🤖 AI Summary
Existing methods struggle to generate geometrically consistent long-tail, high-risk driving scenarios and typically treat risk as a post-hoc label, lacking controllable synthesis of multi-view dynamic scenes. This work proposes RiskMV-DPO, the first framework enabling risk-controllable multi-view driving scene generation. It leverages physics-driven risk modeling with high-risk trajectories as geometric anchors and integrates diffusion models to produce spatiotemporally coherent and geometrically precise video sequences. The approach introduces a novel geometry-appearance alignment module and a region-aware direct preference optimization (RA-DPO) strategy, shifting world models from passive prediction toward active risk synthesis. Evaluated on nuScenes, the method significantly improves 3D detection mAP (from 18.17 to 30.50) and reduces FID to 15.70, successfully generating diverse, high-fidelity long-tail risk scenarios.
📝 Abstract
Generating safety-critical driving scenarios is crucial for evaluating and improving autonomous driving systems, but long-tail risky situations are rarely observed in real-world data and difficult to specify through manual scenario design. Existing generative approaches typically treat risk as an after-the-fact label and struggle to maintain geometric consistency in multi-view driving scenes. We present RiskMV-DPO, a general and systematic pipeline for physically-informed, risk-controllable multi-view scenario generation. By integrating target risk levels with physically-grounded risk modeling, we autonomously synthesize diverse and high-stakes dynamic trajectories that serve as explicit geometric anchors for a diffusion-based video generator.
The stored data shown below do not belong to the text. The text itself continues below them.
//! # deltasync engine
//!
//! Bidirectional delta sync between a local record store and a remote.
//!
//! This crate provides:
//! - [`DeltaExtractor`]: dirty records to an outbound [`DeltaPack`]
//! - [`DeltaApplier`]: inbound deltas, conflict-aware, one commit per record
//! - [`UndirtyCoordinator`]: clears dirty flags only at the acknowledged revision
//! - [`SyncEngine`]: the pull-then-push state machine and checkpoint owner
//! - [`SyncTransport`] with a mock and an HTTP/CBOR implementation
//!
//! ## Cycle
//!
//! ```text
//! Idle -> Pulling -> PullApplying -> Pushing -> PushAcking -> Idle
//!            \            \             \            \
//!             +------------+-------------+------------+--> Failed(stage)
//! ```
//!
//! ## Key Invariants
//!
//! - Revisions are the only ordering rule; wall clocks are never compared
//! - The checkpoint advances only after a page applies without commit failures
//! - A dirty flag is cleared only when the local revision equals the acked one
//! - Sync never removes records; deletion is a tombstone
//! - At most one cycle runs per engine
//!
//! [`DeltaPack`]: deltasync_protocol::DeltaPack

#![deny(unsafe_code)]
#![warn(missing_docs)]

mod apply;
mod checkpoint;
mod config;
mod engine;
mod error;
mod extract;
mod http;
mod observer;
mod transport;
mod undirty;

pub use apply::{AppliedResult, DeltaApplier, RejectReason, Rejected};
pub use checkpoint::{CheckpointStore, FileCheckpointStore, MemoryCheckpointStore};
pub use config::{RetryConfig, SyncConfig};
pub use engine::{
    CancelHandle, PullReport, PushReport, SyncCycleResult, SyncEngine, SyncStage, SyncState,
    SyncStats,
};
pub use error::{SyncError, SyncResult};
pub use extract::DeltaExtractor;
pub use http::{HttpClient, HttpError, HttpTransport, LoopbackClient, LoopbackServer, PULL_PATH, PUSH_PATH};
pub use observer::{NoopObserver, SyncObserver};
pub use transport::{MockTransport, SyncTransport};
pub use undirty::{UndirtyCoordinator, UndirtyReport};
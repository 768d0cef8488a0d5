//! Record store adapter.

use crate::error::{CoreError, CoreResult};
use crate::record::Record;
use crate::types::{RecordKey, RecordType};
use deltasync_codec::Fields;

/// Which records a scan returns.
#[derive(Debug, Clone, Copy, PartialEq, Eq)]
pub enum Visibility {
    /// Only records that are not tombstoned (normal queries).
    Live,
    /// Live records and tombstones.
    IncludeDeleted,
}

/// Local persistence for typed records.
///
/// The sync engine reads and writes exclusively through this trait and never
/// holds a record across calls. Implementations must make
/// [`RecordStore::commit`] atomic for the single record it addresses.
///
/// # Invariants
///
/// - `find_dirty` returns every record with `dirty == true`, tombstones included
/// - `scan(.., Visibility::Live)` never returns tombstones
/// - `commit` observes and replaces the record under one lock or transaction
pub trait RecordStore: Send + Sync {
    /// Looks up a record by key, tombstones included.
    ///
    /// # Errors
    ///
    /// Returns an error if the store cannot be read.
    fn find(&self, key: &RecordKey) -> CoreResult<Option<Record>>;

    /// Returns all dirty records of a type, ordered by identity.
    ///
    /// # Errors
    ///
    /// Returns an error if the store cannot be read.
    fn find_dirty(&self, record_type: &RecordType) -> CoreResult<Vec<Record>>;

    /// Returns records of a type, ordered by identity.
    ///
    /// # Errors
    ///
    /// Returns an error if the store cannot be read.
    fn scan(&self, record_type: &RecordType, visibility: Visibility) -> CoreResult<Vec<Record>>;

    /// Writes a record unconditionally.
    ///
    /// # Errors
    ///
    /// Returns [`CoreError::CommitFailed`] if the write is not durable.
    fn put(&self, record: Record) -> CoreResult<()>;

    /// Atomic read-modify-write of one record.
    ///
    /// `mutation` sees the current record (or `None`) and returns the record
    /// to store, or `None` to leave the store unchanged. Returns whatever was
    /// written.
    ///
    /// # Errors
    ///
    /// Returns [`CoreError::CommitFailed`] if the transaction cannot commit;
    /// in that case nothing is written.
    fn commit(
        &self,
        key: &RecordKey,
        mutation: &mut dyn FnMut(Option<&Record>) -> Option<Record>,
    ) -> CoreResult<Option<Record>>;

    /// Counts records of a type.
    ///
    /// # Errors
    ///
    /// Returns an error if the store cannot be read.
    fn count(&self, record_type: &RecordType, visibility: Visibility) -> CoreResult<usize> {
        Ok(self.scan(record_type, visibility)?.len())
    }
}

/// Application-side mutations that keep sync metadata correct.
///
/// Every method runs as one [`RecordStore::commit`], so revision bumps and
/// the dirty flag are written together with the field change.
pub trait LocalMutations: RecordStore {
    /// Creates a new local record (revision 1, dirty).
    ///
    /// # Errors
    ///
    /// Propagates store commit failures.
    fn create(&self, record_type: impl Into<RecordType>, fields: Fields) -> CoreResult<Record> {
        let record = Record::new(record_type, fields);
        self.put(record.clone())?;
        Ok(record)
    }

    /// Edits the fields of a live record.
    ///
    /// The revision is bumped once if any field changed; an edit that leaves
    /// every value as it was is not a mutation.
    ///
    /// # Errors
    ///
    /// Returns [`CoreError::NotFound`] or [`CoreError::RecordDeleted`] if the
    /// record cannot be edited, or a commit failure.
    fn modify<F>(&self, key: &RecordKey, edit: F) -> CoreResult<Record>
    where
        F: FnOnce(&mut Fields),
    {
        let mut edit = Some(edit);
        let mut outcome: CoreResult<Record> = Err(CoreError::NotFound(key.clone()));

        self.commit(key, &mut |current| {
            let current = current?;
            if current.deleted {
                outcome = Err(CoreError::RecordDeleted(key.clone()));
                return None;
            }
            if !current.revision.has_successor() {
                outcome = Err(CoreError::RevisionExhausted(key.clone()));
                return None;
            }
            let mut record = current.clone();
            let mut fields = record.fields.clone();
            if let Some(edit) = edit.take() {
                edit(&mut fields);
            }
            let changed = record.replace_fields(fields);
            outcome = Ok(record.clone());
            changed.then_some(record)
        })?;

        outcome
    }

    /// Logically deletes a record.
    ///
    /// Deleting a tombstone is a no-op that returns it unchanged.
    ///
    /// # Errors
    ///
    /// Returns [`CoreError::NotFound`] or a commit failure.
    fn destroy(&self, key: &RecordKey) -> CoreResult<Record> {
        let mut outcome: CoreResult<Record> = Err(CoreError::NotFound(key.clone()));

        self.commit(key, &mut |current| {
            let current = current?;
            if !current.deleted && !current.revision.has_successor() {
                outcome = Err(CoreError::RevisionExhausted(key.clone()));
                return None;
            }
            let mut record = current.clone();
            let changed = record.mark_deleted();
            outcome = Ok(record.clone());
            changed.then_some(record)
        })?;

        outcome
    }
}

impl<S: RecordStore + ?Sized> LocalMutations for S {}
To ensure spatial-temporal coherence and geometric fidelity, we introduce a geometry-appearance alignment module and a region-aware direct preference optimization (RA-DPO) strategy with motion-aware masking to focus learning on localized dynamic regions.Experiments on the nuScenes dataset show that RiskMV-DPO can freely generate a wide spectrum of diverse long-tail scenarios while maintaining state-of-the-art visual quality, improving 3D detection mAP from 18.17 to 30.50 and reducing FID to 15.70. Our work shifts the role of world models from passive environment prediction to proactive, risk-controllable synthesis, providing a scalable toolchain for the safety-oriented development of embodied intelligence.